Only an exact repetition of every entry counts as the answer.

###

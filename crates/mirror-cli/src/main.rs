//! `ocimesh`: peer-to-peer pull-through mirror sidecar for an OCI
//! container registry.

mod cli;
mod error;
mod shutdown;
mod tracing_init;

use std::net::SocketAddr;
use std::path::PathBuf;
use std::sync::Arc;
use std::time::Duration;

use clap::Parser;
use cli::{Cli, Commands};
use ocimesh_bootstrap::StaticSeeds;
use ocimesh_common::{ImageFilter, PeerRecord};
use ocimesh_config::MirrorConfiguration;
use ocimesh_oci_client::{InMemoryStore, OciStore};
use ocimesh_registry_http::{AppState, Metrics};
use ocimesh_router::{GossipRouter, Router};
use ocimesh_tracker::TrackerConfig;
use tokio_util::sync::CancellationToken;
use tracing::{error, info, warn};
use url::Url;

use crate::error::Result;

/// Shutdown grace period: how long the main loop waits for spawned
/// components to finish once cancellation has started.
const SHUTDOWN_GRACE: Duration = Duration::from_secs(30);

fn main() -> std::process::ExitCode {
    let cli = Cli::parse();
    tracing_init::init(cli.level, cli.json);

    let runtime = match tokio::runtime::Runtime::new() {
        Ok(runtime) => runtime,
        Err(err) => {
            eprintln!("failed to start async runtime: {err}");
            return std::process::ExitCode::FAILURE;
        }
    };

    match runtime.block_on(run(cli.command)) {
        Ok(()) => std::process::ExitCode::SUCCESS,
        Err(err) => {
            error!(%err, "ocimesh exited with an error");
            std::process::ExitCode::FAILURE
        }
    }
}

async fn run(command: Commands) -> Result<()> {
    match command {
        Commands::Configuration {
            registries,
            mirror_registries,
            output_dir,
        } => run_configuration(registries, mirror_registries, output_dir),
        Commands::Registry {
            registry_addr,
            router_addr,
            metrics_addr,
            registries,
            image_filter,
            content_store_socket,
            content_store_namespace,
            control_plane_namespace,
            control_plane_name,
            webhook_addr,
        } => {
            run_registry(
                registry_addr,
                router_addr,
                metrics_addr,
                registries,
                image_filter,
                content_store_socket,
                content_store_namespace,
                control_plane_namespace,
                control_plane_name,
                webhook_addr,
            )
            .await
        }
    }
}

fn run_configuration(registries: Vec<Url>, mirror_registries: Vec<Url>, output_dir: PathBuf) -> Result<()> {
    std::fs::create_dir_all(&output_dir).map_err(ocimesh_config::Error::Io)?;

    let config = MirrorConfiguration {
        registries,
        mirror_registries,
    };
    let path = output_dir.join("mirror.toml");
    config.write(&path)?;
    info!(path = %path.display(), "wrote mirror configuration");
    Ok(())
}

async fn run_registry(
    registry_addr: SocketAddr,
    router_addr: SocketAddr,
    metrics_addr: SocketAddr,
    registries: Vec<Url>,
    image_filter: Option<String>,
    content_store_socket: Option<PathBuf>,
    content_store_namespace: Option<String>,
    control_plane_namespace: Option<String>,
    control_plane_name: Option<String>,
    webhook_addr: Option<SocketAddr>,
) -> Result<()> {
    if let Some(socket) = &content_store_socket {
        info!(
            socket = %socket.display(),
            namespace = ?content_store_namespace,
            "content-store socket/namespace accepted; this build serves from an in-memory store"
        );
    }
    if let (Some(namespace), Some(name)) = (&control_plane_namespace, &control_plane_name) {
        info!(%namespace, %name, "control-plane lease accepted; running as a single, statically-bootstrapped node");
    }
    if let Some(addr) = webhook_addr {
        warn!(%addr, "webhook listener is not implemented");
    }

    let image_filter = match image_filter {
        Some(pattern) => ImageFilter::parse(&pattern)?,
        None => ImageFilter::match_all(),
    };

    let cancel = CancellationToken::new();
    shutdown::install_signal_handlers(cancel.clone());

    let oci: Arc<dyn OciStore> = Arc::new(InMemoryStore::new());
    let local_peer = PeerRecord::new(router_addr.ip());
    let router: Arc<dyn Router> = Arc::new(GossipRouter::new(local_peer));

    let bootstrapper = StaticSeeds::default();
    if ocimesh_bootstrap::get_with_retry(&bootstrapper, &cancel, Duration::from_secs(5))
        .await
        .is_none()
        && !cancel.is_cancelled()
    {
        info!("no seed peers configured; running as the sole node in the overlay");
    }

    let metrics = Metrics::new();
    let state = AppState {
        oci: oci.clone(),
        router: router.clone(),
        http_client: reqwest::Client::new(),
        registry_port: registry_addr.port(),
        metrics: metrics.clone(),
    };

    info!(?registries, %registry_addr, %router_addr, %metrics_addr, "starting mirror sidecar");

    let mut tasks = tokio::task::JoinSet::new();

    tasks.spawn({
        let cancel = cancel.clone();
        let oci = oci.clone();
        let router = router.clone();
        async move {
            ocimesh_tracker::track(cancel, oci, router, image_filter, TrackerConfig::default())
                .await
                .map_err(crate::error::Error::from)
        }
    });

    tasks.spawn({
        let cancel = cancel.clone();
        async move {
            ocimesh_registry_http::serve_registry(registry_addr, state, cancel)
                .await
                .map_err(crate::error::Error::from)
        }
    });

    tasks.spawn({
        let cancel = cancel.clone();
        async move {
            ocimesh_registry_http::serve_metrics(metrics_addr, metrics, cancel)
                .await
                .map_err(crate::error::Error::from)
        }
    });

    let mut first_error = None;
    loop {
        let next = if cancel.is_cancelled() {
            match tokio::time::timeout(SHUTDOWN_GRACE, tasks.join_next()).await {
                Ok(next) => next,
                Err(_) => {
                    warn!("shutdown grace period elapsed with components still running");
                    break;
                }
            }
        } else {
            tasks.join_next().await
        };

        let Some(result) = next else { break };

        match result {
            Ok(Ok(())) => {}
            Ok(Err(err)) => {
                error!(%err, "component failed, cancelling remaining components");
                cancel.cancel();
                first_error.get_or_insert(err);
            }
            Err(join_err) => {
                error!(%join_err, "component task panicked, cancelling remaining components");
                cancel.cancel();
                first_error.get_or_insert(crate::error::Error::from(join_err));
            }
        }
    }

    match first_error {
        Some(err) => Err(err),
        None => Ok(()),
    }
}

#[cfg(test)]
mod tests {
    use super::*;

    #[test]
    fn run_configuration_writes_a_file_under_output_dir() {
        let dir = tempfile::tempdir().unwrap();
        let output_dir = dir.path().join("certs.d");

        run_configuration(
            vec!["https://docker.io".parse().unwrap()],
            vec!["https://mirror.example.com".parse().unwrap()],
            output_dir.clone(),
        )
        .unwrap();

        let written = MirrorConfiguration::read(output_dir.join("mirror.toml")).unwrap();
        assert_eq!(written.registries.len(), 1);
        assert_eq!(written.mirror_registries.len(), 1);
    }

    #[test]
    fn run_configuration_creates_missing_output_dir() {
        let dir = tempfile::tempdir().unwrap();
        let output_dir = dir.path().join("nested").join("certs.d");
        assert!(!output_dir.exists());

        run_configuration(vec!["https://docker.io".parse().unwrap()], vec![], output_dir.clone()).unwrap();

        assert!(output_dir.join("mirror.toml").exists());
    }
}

###

WRITTEN RESPONSE:
filename crates/mirror-cli/src/main.rs
//! `ocimesh`: peer-to-peer pull-through mirror sidecar for an OCI
//! container registry.

mod cli;
mod error;
mod shutdown;
mod tracing_init;

use std::net::SocketAddr;
use std::path::PathBuf;
use std::sync::Arc;
use std::time::Duration;

use clap::Parser;
use cli::{Cli, Commands};
use ocimesh_bootstrap::StaticSeeds;
use ocimesh_common::{ImageFilter, PeerRecord};
use ocimesh_config::MirrorConfiguration;
use ocimesh_oci_client::{InMemoryStore, OciStore};
use ocimesh_registry_http::{AppState, Metrics};
use ocimesh_router::{GossipRouter, Router};
use ocimesh_tracker::TrackerConfig;
use tokio_util::sync::CancellationToken;
use tracing::{error, info, warn};
use url::Url;

use crate::error::Result;

/// Shutdown grace period: how long the main loop waits for spawned
/// components to finish once cancellation has started.
const SHUTDOWN_GRACE: Duration = Duration::from_secs(30);

fn main() -> std::process::ExitCode {
    let cli = Cli::parse();
    tracing_init::init(cli.level, cli.json);

    let runtime = match tokio::runtime::Runtime::new() {
        Ok(runtime) => runtime,
        Err(err) => {
            eprintln!("failed to start async runtime: {err}");
            return std::process::ExitCode::FAILURE;
        }
    };

    match runtime.block_on(run(cli.command)) {
        Ok(()) => std::process::ExitCode::SUCCESS,
        Err(err) => {
            error!(%err, "ocimesh exited with an error");
            std::process::ExitCode::FAILURE
        }
    }
}

async fn run(command: Commands) -> Result<()> {
    match command {
        Commands::Configuration {
            registries,
            mirror_registries,
            output_dir,
        } => run_configuration(registries, mirror_registries, output_dir),
        Commands::Registry {
            registry_addr,
            router_addr,
            metrics_addr,
            registries,
            image_filter,
            content_store_socket,
            content_store_namespace,
            control_plane_namespace,
            control_plane_name,
            webhook_addr,
        } => {
            run_registry(
                registry_addr,
                router_addr,
                metrics_addr,
                registries,
                image_filter,
                content_store_socket,
                content_store_namespace,
                control_plane_namespace,
                control_plane_name,
                webhook_addr,
            )
            .await
        }
    }
}

fn run_configuration(registries: Vec<Url>, mirror_registries: Vec<Url>, output_dir: PathBuf) -> Result<()> {
    std::fs::create_dir_all(&output_dir).map_err(ocimesh_config::Error::Io)?;

    let config = MirrorConfiguration {
        registries,
        mirror_registries,
    };
    let path = output_dir.join("mirror.toml");
    config.write(&path)?;
    info!(path = %path.display(), "wrote mirror configuration");
    Ok(())
}

async fn run_registry(
    registry_addr: SocketAddr,
    router_addr: SocketAddr,
    metrics_addr: SocketAddr,
    registries: Vec<Url>,
    image_filter: Option<String>,
    content_store_socket: Option<PathBuf>,
    content_store_namespace: Option<String>,
    control_plane_namespace: Option<String>,
    control_plane_name: Option<String>,
    webhook_addr: Option<SocketAddr>,
) -> Result<()> {
    if let Some(socket) = &content_store_socket {
        info!(
            socket = %socket.display(),
            namespace = ?content_store_namespace,
            "content-store socket/namespace accepted; this build serves from an in-memory store"
        );
    }
    if let (Some(namespace), Some(name)) = (&control_plane_namespace, &control_plane_name) {
        info!(%namespace, %name, "control-plane lease accepted; running as a single, statically-bootstrapped node");
    }
    if let Some(addr) = webhook_addr {
        warn!(%addr, "webhook listener is not implemented");
    }

    let image_filter = match image_filter {
        Some(pattern) => ImageFilter::parse(&pattern)?,
        None => ImageFilter::match_all(),
    };

    let cancel = CancellationToken::new();
    shutdown::install_signal_handlers(cancel.clone());

    let oci: Arc<dyn OciStore> = Arc::new(InMemoryStore::new());
    let local_peer = PeerRecord::new(router_addr.ip());
    let router: Arc<dyn Router> = Arc::new(GossipRouter::new(local_peer));

    let bootstrapper = StaticSeeds::default();
    if ocimesh_bootstrap::get_with_retry(&bootstrapper, &cancel, Duration::from_secs(5))
        .await
        .is_none()
        && !cancel.is_cancelled()
    {
        info!("no seed peers configured; running as the sole node in the overlay");
    }

    let metrics = Metrics::new();
    let state = AppState {
        oci: oci.clone(),
        router: router.clone(),
        http_client: reqwest::Client::new(),
        registry_port: registry_addr.port(),
        metrics: metrics.clone(),
    };

    info!(?registries, %registry_addr, %router_addr, %metrics_addr, "starting mirror sidecar");

    let mut tasks = tokio::task::JoinSet::new();

    tasks.spawn({
        let cancel = cancel.clone();
        let oci = oci.clone();
        let router = router.clone();
        async move {
            ocimesh_tracker::track(cancel, oci, router, image_filter, TrackerConfig::default())
                .await
                .map_err(crate::error::Error::from)
        }
    });

    tasks.spawn({
        let cancel = cancel.clone();
        async move {
            ocimesh_registry_http::serve_registry(registry_addr, state, cancel)
                .await
                .map_err(crate::error::Error::from)
        }
    });

    tasks.spawn({
        let cancel = cancel.clone();
        async move {
            ocimesh_registry_http::serve_metrics(metrics_addr, metrics, cancel)
                .await
                .map_err(crate::error::Error::from)
        }
    });

    let mut first_error = None;
    loop {
        let next = if cancel.is_cancelled() {
            match tokio::time::timeout(SHUTDOWN_GRACE, tasks.join_next()).await {
                Ok(next) => next,
                Err(_) => {
                    warn!("shutdown grace period elapsed with components still running");
                    break;
                }
            }
        } else {
            tasks.join_next().await
        };

        let Some(result) = next else { break };

        match result {
            Ok(Ok(())) => {}
            Ok(Err(err)) => {
                error!(%err, "component failed, cancelling remaining components");
                cancel.cancel();
                first_error.get_or_insert(err);
            }
            Err(join_err) => {
                error!(%join_err, "component task panicked, cancelling remaining components");
                cancel.cancel();
                first_error.get_or_insert(crate::error::Error::from(join_err));
            }
        }
    }

    match first_error {
        Some(err) => Err(err),
        None => Ok(()),
    }
}

#[cfg(test)]
mod tests {
    use super::*;

    #[test]
    fn run_configuration_writes_a_file_under_output_dir() {
        let dir = tempfile::tempdir().unwrap();
        let output_dir = dir.path().join("certs.d");

        run_configuration(
            vec!["https://docker.io".parse().unwrap()],
            vec!["https://mirror.example.com".parse().unwrap()],
            output_dir.clone(),
        )
        .unwrap();

        let written = MirrorConfiguration::read(output_dir.join("mirror.toml")).unwrap();
        assert_eq!(written.registries.len(), 1);
        assert_eq!(written.mirror_registries.len(), 1);
    }

    #[test]
    fn run_configuration_creates_missing_output_dir() {
        let dir = tempfile::tempdir().unwrap();
        let output_dir = dir.path().join("nested").join("certs.d");
        assert!(!output_dir.exists());

        run_configuration(vec!["https://docker.io".parse().unwrap()], vec![], output_dir.clone()).unwrap();

        assert!(output_dir.join("mirror.toml").exists());
    }
}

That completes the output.